■ Task instructions ■
Take the records below and print them verbatim up to and including the line that carries "cmd.stderr(Stdio::piped());".

■ Saved data entries ■
╭──
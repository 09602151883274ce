//! Skill process runner
//!
//! One process per invoked action. The intent file path is appended to the
//! configured command line; stdout is demultiplexed into diagnostics and
//! result lines while the process runs.

use crate::config::RunnerConfig;
use crate::error::{Result, RunnerError};
use crate::frame::{Frame, StdoutDemux};
use crate::intent_file::IntentFile;
use async_trait::async_trait;
use hearth_skills::SkillConfig;
use hearth_types::{IntentContext, SkillOutput};
use std::process::{ExitStatus, Stdio};
use tokio::io::{AsyncRead, AsyncReadExt};
use tokio::process::{Child, Command};
use tokio::sync::mpsc;
use tracing::{debug, error, info, warn};

/// Executes one resolved action and reports its streamed results
#[async_trait]
pub trait SkillExecutor: Send + Sync {
    /// Run the action described by `intent`.
    ///
    /// Every parsed result line is sent on `events` as it arrives; the last
    /// one is returned as the authoritative result.
    ///
    /// # Errors
    /// Returns an error on spawn failure, stderr output, abnormal exit,
    /// timeout, or when no result line was produced
    async fn invoke(
        &self,
        intent: IntentContext,
        skill: &SkillConfig,
        events: mpsc::UnboundedSender<SkillOutput>,
    ) -> Result<SkillOutput>;
}

/// [`SkillExecutor`] spawning one OS process per invocation
pub struct SkillProcessRunner {
    config: RunnerConfig,
}

impl SkillProcessRunner {
    /// Create a runner from its configuration
    #[must_use]
    pub fn new(config: RunnerConfig) -> Self {
        info!(
            "Skill runner configured: {} {:?} (timeout: {:?})",
            config.command,
            config.args,
            config.timeout()
        );
        Self { config }
    }

    /// Runner configuration
    #[must_use]
    pub fn config(&self) -> &RunnerConfig {
        &self.config
    }

    fn spawn(&self, intent_path: &std::path::Path) -> Result<Child> {
        let mut cmd = Command::new(&self.config.command);
        cmd.args(&self.config.args);
        cmd.arg(intent_path);

        if let Some(dir) = &self.config.working_dir {
            cmd.current_dir(dir);
        }

        cmd.stdin(Stdio::null());
        cmd.stdout(Stdio::piped());
        cmd.stderr(Stdio::piped());
        cmd.kill_on_drop(true);

        cmd.spawn().map_err(|source| RunnerError::Spawn {
            command: self.config.command.clone(),
            source,
        })
    }

    /// Read stdout to the end, dispatching frames as they complete
    async fn pump<R>(
        &self,
        mut stdout: R,
        demux: &mut StdoutDemux,
        events: &mpsc::UnboundedSender<SkillOutput>,
        label: &str,
    ) -> Result<()>
    where
        R: AsyncRead + Unpin + Send,
    {
        let mut chunk = [0u8; 4096];
        loop {
            let read = stdout.read(&mut chunk).await?;
            if read == 0 {
                break;
            }
            for frame in demux.feed(&chunk[..read]) {
                dispatch(frame, events, label);
            }
        }
        if let Some(frame) = demux.finish() {
            dispatch(frame, events, label);
        }
        Ok(())
    }

    /// Terminate, then kill after the grace period
    async fn terminate(&self, child: &mut Child, label: &str) {
        if let Some(pid) = child.id() {
            if send_sigterm(pid).await {
                let grace = self.config.kill_grace();
                if tokio::time::timeout(grace, child.wait()).await.is_ok() {
                    debug!("Skill {} terminated", label);
                    return;
                }
                warn!("Skill {} ignored SIGTERM for {:?}, killing", label, grace);
            }
        }

        if let Err(e) = child.kill().await {
            warn!("Failed to kill skill {}: {}", label, e);
        }
    }
}

#[cfg(unix)]
async fn send_sigterm(pid: u32) -> bool {
    Command::new("kill")
        .arg("-TERM")
        .arg(pid.to_string())
        .status()
        .await
        .map(|status| status.success())
        .unwrap_or(false)
}

#[cfg(not(unix))]
async fn send_sigterm(_pid: u32) -> bool {
    false
}

fn dispatch(frame: Frame, events: &mpsc::UnboundedSender<SkillOutput>, label: &str) {
    match frame {
        Frame::Diagnostic(message) => {
            debug!(target: "hearth::skill", skill = %label, "{}", message);
        }
        Frame::Result(output) => {
            if events.send(*output).is_err() {
                debug!("Result of {} dropped, nobody is listening", label);
            }
        }
        Frame::Malformed { line, error } => {
            error!("Skill {} printed an invalid line ({}): {}", label, error, line);
        }
        Frame::Blank => {}
    }
}

fn check_exit(status: ExitStatus) -> Result<()> {
    if status.success() {
        Ok(())
    } else {
        Err(RunnerError::ExitStatus {
            code: status.code(),
        })
    }
}

#[async_trait]
impl SkillExecutor for SkillProcessRunner {
    async fn invoke(
        &self,
        intent: IntentContext,
        skill: &SkillConfig,
        events: mpsc::UnboundedSender<SkillOutput>,
    ) -> Result<SkillOutput> {
        let label = intent
            .skill_action()
            .map_or_else(|| skill.name.clone(), |r| r.to_string());

        // Removed when the guard drops, on every path out of this function
        let intent_file = IntentFile::new(&intent, skill)
            .write(&self.config.intent_dir)
            .await?;

        info!("Invoking skill {} (turn {})", label, intent.id);

        let mut child = self.spawn(intent_file.path())?;

        let stdout = child
            .stdout
            .take()
            .ok_or_else(|| RunnerError::Io(std::io::Error::other("stdout not captured")))?;
        let mut stderr = child
            .stderr
            .take()
            .ok_or_else(|| RunnerError::Io(std::io::Error::other("stderr not captured")))?;

        let stderr_task = tokio::spawn(async move {
            let mut buf = String::new();
            stderr.read_to_string(&mut buf).await.map(|_| buf)
        });

        let mut demux = StdoutDemux::new(self.config.log_marker.clone());

        let run = async {
            self.pump(stdout, &mut demux, &events, &label).await?;
            child.wait().await.map_err(RunnerError::from)
        };

        let status = match self.config.timeout() {
            Some(limit) => match tokio::time::timeout(limit, run).await {
                Ok(status) => status?,
                Err(_) => {
                    error!("Skill {} timed out after {:?}", label, limit);
                    self.terminate(&mut child, &label).await;
                    stderr_task.abort();
                    return Err(RunnerError::Timeout(limit));
                }
            },
            None => run.await?,
        };

        let stderr_output = match stderr_task.await {
            Ok(Ok(text)) => text,
            Ok(Err(e)) => return Err(RunnerError::Io(e)),
            Err(e) => return Err(RunnerError::Io(std::io::Error::other(e))),
        };

        if !stderr_output.trim().is_empty() {
            error!("Skill {} wrote to stderr: {}", label, stderr_output.trim());
            return Err(RunnerError::Stderr(stderr_output.trim().to_string()));
        }

        check_exit(status)?;

        debug!(
            "Skill {} finished: {} result line(s), {} malformed",
            label,
            demux.result_count(),
            demux.malformed_count()
        );

        demux.into_result().ok_or(RunnerError::NoResult)
    }
}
╰──
■ Result ■
repository 09602151883274ce
//! Skill process runner
//!
//! One process per invoked action. The intent file path is appended to the
//! configured command line; stdout is demultiplexed into diagnostics and
//! result lines while the process runs.

use crate::config::RunnerConfig;
use crate::error::{Result, RunnerError};
use crate::frame::{Frame, StdoutDemux};
use crate::intent_file::IntentFile;
use async_trait::async_trait;
use hearth_skills::SkillConfig;
use hearth_types::{IntentContext, SkillOutput};
use std::process::{ExitStatus, Stdio};
use tokio::io::{AsyncRead, AsyncReadExt};
use tokio::process::{Child, Command};
use tokio::sync::mpsc;
use tracing::{debug, error, info, warn};

/// Executes one resolved action and reports its streamed results
#[async_trait]
pub trait SkillExecutor: Send + Sync {
    /// Run the action described by `intent`.
    ///
    /// Every parsed result line is sent on `events` as it arrives; the last
    /// one is returned as the authoritative result.
    ///
    /// # Errors
    /// Returns an error on spawn failure, stderr output, abnormal exit,
    /// timeout, or when no result line was produced
    async fn invoke(
        &self,
        intent: IntentContext,
        skill: &SkillConfig,
        events: mpsc::UnboundedSender<SkillOutput>,
    ) -> Result<SkillOutput>;
}

/// [`SkillExecutor`] spawning one OS process per invocation
pub struct SkillProcessRunner {
    config: RunnerConfig,
}

impl SkillProcessRunner {
    /// Create a runner from its configuration
    #[must_use]
    pub fn new(config: RunnerConfig) -> Self {
        info!(
            "Skill runner configured: {} {:?} (timeout: {:?})",
            config.command,
            config.args,
            config.timeout()
        );
        Self { config }
    }

    /// Runner configuration
    #[must_use]
    pub fn config(&self) -> &RunnerConfig {
        &self.config
    }

    fn spawn(&self, intent_path: &std::path::Path) -> Result<Child> {
        let mut cmd = Command::new(&self.config.command);
        cmd.args(&self.config.args);
        cmd.arg(intent_path);

        if let Some(dir) = &self.config.working_dir {
            cmd.current_dir(dir);
        }

        cmd.stdin(Stdio::null());
        cmd.stdout(Stdio::piped());
        cmd.stderr(Stdio::piped());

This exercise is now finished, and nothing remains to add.